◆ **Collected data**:
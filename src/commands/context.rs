use crate::commands::db::{self, SqliteSlot};
use crate::commands::error::CommandError;
use crate::commands::settings::{load_client_settings, ClientSettings};
use crate::history::{HistoryStore, RecordSlot};
use crate::models::analytics::DailySeries;
use crate::remote::{HttpRemote, RemoteApi};
use serde::Serialize;
use std::path::Path;
use std::sync::atomic::{AtomicU64, Ordering};
use std::sync::{Arc, Mutex};

#[derive(Debug, Clone, Copy, PartialEq, Eq, Serialize)]
pub struct ChartHandle(pub u64);

/// Rendering side of the analytics chart, supplied by the front end.
pub trait ChartSurface: Send + Sync {
    fn create(&self, short_code: &str, series: &DailySeries) -> ChartHandle;
    fn destroy(&self, handle: ChartHandle);
}

/// Surface for headless use; only hands out handles.
#[derive(Debug, Default)]
pub struct HeadlessSurface {
    next: AtomicU64,
}

impl ChartSurface for HeadlessSurface {
    fn create(&self, _short_code: &str, _series: &DailySeries) -> ChartHandle {
        ChartHandle(self.next.fetch_add(1, Ordering::Relaxed) + 1)
    }

    fn destroy(&self, _handle: ChartHandle) {}
}

/// Everything a command needs, owned by the caller and passed explicitly.
pub struct AppContext {
    pub settings: ClientSettings,
    remote: Arc<dyn RemoteApi>,
    history: tokio::sync::Mutex<HistoryStore>,
    surface: Arc<dyn ChartSurface>,
    chart: Mutex<Option<ChartHandle>>,
}

impl AppContext {
    pub fn new(
        settings: ClientSettings,
        remote: Arc<dyn RemoteApi>,
        slot: Box<dyn RecordSlot>,
        surface: Arc<dyn ChartSurface>,
    ) -> Self {
        Self {
            settings,
            remote,
            history: tokio::sync::Mutex::new(HistoryStore::load(slot)),
            surface,
            chart: Mutex::new(None),
        }
    }

    /// Open the client state under `data_dir`: settings file, SQLite slot and
    /// an HTTP remote. An unusable database falls back to an in-memory slot.
    pub fn open(data_dir: &Path) -> Result<Self, CommandError> {
        let settings = load_client_settings(data_dir);
        let remote = HttpRemote::new(&settings.api_base_url, settings.request_timeout)
            .map_err(|e| CommandError::Validation(e.to_string()))?;

        let slot = match SqliteSlot::open(data_dir) {
            Ok(slot) => slot,
            Err(e) => {
                log::warn!("history database unavailable, history will not survive restart: {e}");
                let conn = rusqlite::Connection::open_in_memory()
                    .and_then(|conn| db::initialize_schema(&conn).map(|_| conn))
                    .map_err(|e| CommandError::Storage(e.to_string()))?;
                SqliteSlot::new(conn, db::HISTORY_SLOT)
            }
        };

        Ok(Self::new(
            settings,
            Arc::new(remote),
            Box::new(slot),
            Arc::new(HeadlessSurface::default()),
        ))
    }

    pub fn with_surface(mut self, surface: Arc<dyn ChartSurface>) -> Self {
        self.surface = surface;
        self
    }

    pub fn remote(&self) -> &dyn RemoteApi {
        self.remote.as_ref()
    }

    pub fn history(&self) -> &tokio::sync::Mutex<HistoryStore> {
        &self.history
    }

    /// Destroy the live chart, if any, then create the next one.
    pub(crate) fn replace_chart(&self, short_code: &str, series: &DailySeries) -> ChartHandle {
        let mut chart = self.chart.lock().unwrap_or_else(|e| e.into_inner());
        if let Some(previous) = chart.take() {
            self.surface.destroy(previous);
        }
        let handle = self.surface.create(short_code, series);
        *chart = Some(handle);
        handle
    }

    /// Returns whether a chart was live.
    pub(crate) fn close_chart(&self) -> bool {
        let mut chart = self.chart.lock().unwrap_or_else(|e| e.into_inner());
        match chart.take() {
            Some(handle) => {
                self.surface.destroy(handle);
                true
            }
            None => false,
        }
    }
}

◆ **WORK ITEM**: Report how many lines of the preceding records include "CommandError". Output the number only.

◆ **SOLUTION TO THIS TASK**: 4